For the antenna calibration I will have to setup the environment and perform some measurements.

Best

Hi,

Now I also tried to perform measurement with calibrated antennas as mentioned in file:///C:/ti/mmwave_sdk_02_01_00_04/packages/ti/demo/xwr16xx/mmw/docs/doxygen/html/index.html

However, there is no much difference in the results. A person standing near the sensor still causes this spherical wrong detections around the person.

Best,

Hi, 

I tried on my side, and I do see that the CfarCfg option 

cfarCfg 0 0 8 4 3 0 1000 

does not work well.  

But I tried your configuration file on my board, and I did not see the spherical effect.  And what kinds visualizer you are using to show your plots? 

I am using the following visualizer, https://dev.ti.com/gallery/view/mmwave/mmWave_Demo_Visualizer/ver/2.1.0/, the plots is not as clear as yours.

Best,

Zigang

Hi,

For the visualization I use MATLAB. Data acquisition is also done using MATLAB, based on the example code provided in http://dev.ti.com/tirex/explore/node?devtools=IWR1443BOOST&node=AOejQLXYplytU0fW5b-lbA__VLyFKFf__LATEST

calibDcRangeSig to take effect) I store for 2 seconds the detected points that are returned by the sensor into a separate matrix. I store the X-Coordinate, Y-Coordinate and Z-Coordinate of the Detected Objects Struct that is transmitted over UART.That is, all the frames of 2 seconds capture time get stored in that matrix (I put some frame delimiter into the matrix to distinguish between the frames). 
Then all the detected points of the 2 seconds capture are plotted using scatter/scatter3 from MATLAB.

Best,

Hi, 

Can you try on a different EVM board?

Best,

Zigang

Hi,

I will try but have to order them first...

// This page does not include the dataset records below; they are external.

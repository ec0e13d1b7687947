mod config;
mod input;
mod render;

use std::sync::{Arc, Mutex, MutexGuard, PoisonError};

use anyhow::{Context, bail};
use tokio::io::{AsyncBufReadExt, BufReader};
use tokio::sync::broadcast;
use tracing::warn;

use agora_api::{ApiClient, ConversationLoader, LoadedPage};
use agora_gateway::{
    FileSessionStore, GatewayClient, Notice, NoticeLevel, SendMessageRequest, TypingIndicator,
};
use agora_store::{ActiveChat, ChatStoreHandle};
use agora_types::models::FileAttachment;

use crate::config::CliConfig;
use crate::input::{Command, HELP};
use crate::render::Renderer;

#[tokio::main]
async fn main() -> anyhow::Result<()> {
    // Load .env if present
    let _ = dotenvy::dotenv();

    // Logs go to stderr so they don't interleave with the conversation
    tracing_subscriber::fmt()
        .with_env_filter(
            tracing_subscriber::EnvFilter::try_from_default_env()
                .unwrap_or_else(|_| "agora=info,agora_gateway=info,agora_api=info".into()),
        )
        .with_writer(std::io::stderr)
        .init();

    let config = CliConfig::from_env();
    let token = config.token.clone().context("AGORA_TOKEN is not set")?;

    let store = ChatStoreHandle::default();
    let session = Arc::new(FileSessionStore::new(config.session_path.clone()));
    let client = GatewayClient::new(config.gateway_config(), store.clone(), session);
    let api = ApiClient::new(config.api_config(), token.as_str())?;
    let loader = ConversationLoader::new(api.clone(), store.clone());

    tokio::spawn(print_changes(store.clone()));
    tokio::spawn(print_notices(client.notices()));

    client
        .connect(&token)
        .await
        .context("connecting to the chat server")?;

    match config.community_ids.first() {
        Some(first) => {
            client.join_community_rooms(&config.community_ids).await?;
            store.dispatch(|s| s.set_active_community(first.clone()));
        }
        None => warn!("AGORA_COMMUNITY_IDS is empty, pick one with /community <id>"),
    }
    println!("{HELP}");

    let app = App {
        client,
        api,
        loader,
        store,
        typing: Mutex::new(None),
    };
    let mut lines = BufReader::new(tokio::io::stdin()).lines();
    loop {
        let line = tokio::select! {
            line = lines.next_line() => line?,
            _ = tokio::signal::ctrl_c() => None,
        };
        let Some(line) = line else { break };

        match input::parse(&line) {
            None => {}
            Some(Err(usage)) => println!("{usage}"),
            Some(Ok(Command::Quit)) => break,
            Some(Ok(command)) => {
                if let Err(e) = app.run(command).await {
                    println!("! {e:#}");
                }
            }
        }
    }

    app.client.disconnect().await;
    Ok(())
}

struct App {
    client: GatewayClient,
    api: ApiClient,
    loader: ConversationLoader,
    store: ChatStoreHandle,
    typing: Mutex<Option<TypingIndicator>>,
}

impl App {
    async fn run(&self, command: Command) -> anyhow::Result<()> {
        match command {
            Command::Say(content) => self.send(content, None, None).await,
            Command::Reply {
                message_id,
                content,
            } => self.send(content, Some(message_id), None).await,
            Command::Community(Some(community_id)) => {
                self.client
                    .join_community_rooms(std::slice::from_ref(&community_id))
                    .await?;
                self.store.dispatch(|s| {
                    s.set_active_community(community_id);
                    s.switch_chat_mode(ActiveChat::Community);
                });
                Ok(())
            }
            Command::Community(None) => {
                self.store
                    .dispatch(|s| s.switch_chat_mode(ActiveChat::Community));
                Ok(())
            }
            Command::Direct(peer_id) => {
                match self.loader.open_direct_conversation(&peer_id).await? {
                    Some(page) => report(&page),
                    None => println!("* showing cached conversation, /refresh to update"),
                }
                Ok(())
            }
            Command::Older => {
                let page = self.loader.load_older(&self.active_peer()?).await?;
                report(&page);
                Ok(())
            }
            Command::Refresh => {
                let page = self.loader.refresh(&self.active_peer()?).await?;
                report(&page);
                Ok(())
            }
            Command::Edit {
                message_id,
                content,
            } => {
                let community_id = self.community()?;
                self.client
                    .commands()
                    .edit_message(&message_id, &content, &community_id)
                    .await?;
                Ok(())
            }
            Command::Delete {
                message_id,
                delete_type,
            } => {
                let community_id = self.community()?;
                self.client
                    .commands()
                    .delete_message(&message_id, delete_type, &community_id)
                    .await?;
                Ok(())
            }
            Command::React { message_id, emoji } => {
                let community_id = self.community()?;
                self.client
                    .commands()
                    .react_to_message(&message_id, &emoji, &community_id)
                    .await?;
                Ok(())
            }
            Command::Upload { path, caption } => {
                let community_id = self.community()?;
                let file = self
                    .api
                    .upload_attachment(&self.store, &community_id, &path)
                    .await?;
                self.send(caption, None, Some(file)).await
            }
            Command::Who => {
                let community_id = self.community()?;
                let names: Vec<String> = self.store.read(|s| {
                    s.online_members(&community_id)
                        .iter()
                        .map(|m| format!("{} ({})", m.user_name, m.user_id))
                        .collect()
                });
                println!("* online in {community_id}: {}", names.join(", "));
                Ok(())
            }
            Command::Typing => self.keystroke(),
            Command::Help => {
                println!("{HELP}");
                Ok(())
            }
            Command::Quit => Ok(()),
        }
    }

    async fn send(
        &self,
        content: String,
        reply_to: Option<String>,
        attachment: Option<FileAttachment>,
    ) -> anyhow::Result<()> {
        let community_id = self.community()?;
        let peer = self
            .store
            .read(|s| s.active_direct_chat_user_id().map(str::to_string));

        let mut request = match peer {
            Some(peer) => SendMessageRequest::direct(community_id, peer, content),
            None => SendMessageRequest::community(community_id, content),
        };
        if let Some(file) = attachment {
            request = request.with_attachment(file);
        }
        if let Some(message_id) = reply_to {
            request = request.replying_to(message_id);
        }

        if let Some(typing) = self.typing().as_mut() {
            typing.stop();
        }
        self.client
            .commands()
            .send_community_message(request)
            .await?;
        Ok(())
    }

    /// Signal typing in the open conversation, replacing the indicator when
    /// the conversation changed since the last signal.
    fn keystroke(&self) -> anyhow::Result<()> {
        let community_id = self.community()?;
        let peer = self
            .store
            .read(|s| s.active_direct_chat_user_id().map(str::to_string));

        let mut typing = self.typing();
        let current = typing
            .as_ref()
            .is_some_and(|t| t.is_for(&community_id, peer.as_deref()));
        if !current {
            if let Some(mut previous) = typing.take() {
                previous.stop();
            }
            *typing = self.client.typing_indicator();
        }
        if let Some(typing) = typing.as_mut() {
            typing.keystroke();
        }
        Ok(())
    }

    fn typing(&self) -> MutexGuard<'_, Option<TypingIndicator>> {
        self.typing.lock().unwrap_or_else(PoisonError::into_inner)
    }

    fn community(&self) -> anyhow::Result<String> {
        self.store
            .read(|s| s.active_community_id().map(str::to_string))
            .context("no community selected, use /community <id>")
    }

    fn active_peer(&self) -> anyhow::Result<String> {
        match self
            .store
            .read(|s| s.active_direct_chat_user_id().map(str::to_string))
        {
            Some(peer) => Ok(peer),
            None => bail!("not in a direct conversation, use /dm <user id>"),
        }
    }
}

fn report(page: &LoadedPage) {
    let more = if page.pagination.has_more {
        ", /older for more"
    } else {
        ""
    };
    println!("* {} new message(s){more}", page.added);
}

async fn print_changes(store: ChatStoreHandle) {
    let mut changes = store.subscribe();
    let mut renderer = Renderer::default();
    loop {
        match changes.recv().await {
            Ok(change) => {
                for line in store.read(|s| renderer.on_change(&change, s)) {
                    println!("{line}");
                }
            }
            Err(broadcast::error::RecvError::Lagged(n)) => {
                warn!("Display fell behind by {} changes", n);
            }
            Err(broadcast::error::RecvError::Closed) => break,
        }
    }
}

async fn print_notices(mut notices: broadcast::Receiver<Notice>) {
    loop {
        match notices.recv().await {
            Ok(notice) => {
                let marker = match notice.level {
                    NoticeLevel::Info => "*",
                    NoticeLevel::Warning => "!",
                    NoticeLevel::Error => "!!",
                };
                println!("{marker} {}", notice.message);
            }
            Err(broadcast::error::RecvError::Lagged(_)) => continue,
            Err(broadcast::error::RecvError::Closed) => break,
        }
    }
}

I will give feedback on that.

Hi Zigang

I tested now two other boards but both of them show similar results as the one that I was already using up to now.

There are still this spherical wrong detections.

Best

Hello,

For the close range and end of range false detections. It can perhaps be mitigated by enabling the DC calibration command. From the SDK user's guide

"Antenna coupling signature dominates the range bins close to the radar. These are the bins in the range FFT output located around DC. When this feature is enabled, the signature is estimated during the first N chirps, and then it is subtracted during the subsequent chirps. During the estimation period the specified bins (defined as [negativeBinIdx, positiveBinIdx]) around DC are accumulated and averaged. It is assumed that no objects are present in the vicinity of the radar at that time."

Can you try increasing the number of compensated bins (max is 32). You can use -bin to indicate the far end of the FFT. Please see the SDK for further details.

Amanda

Hi Amanda

The calibDcRangeSig is already enabled and reduced the ghost point detections around the origin.
This issue here is about spherical ghost points when a person is standing near or middle range to the sensor, like extending the persons shape in a spherical manner. See above discussion.

Best

Hello,

The issue is perhaps the CFAR threshold being too low in the near range causing false or multipath reflections when the person is close. If you refer to the short range radar demo you can see one approach to resolve these kinds of issues by adjusting the CFAR threshold according to range.

Amanda

Hi,

We need the sensor to have not a too low CFAR threshold because we also try to capture objects at a larger distance.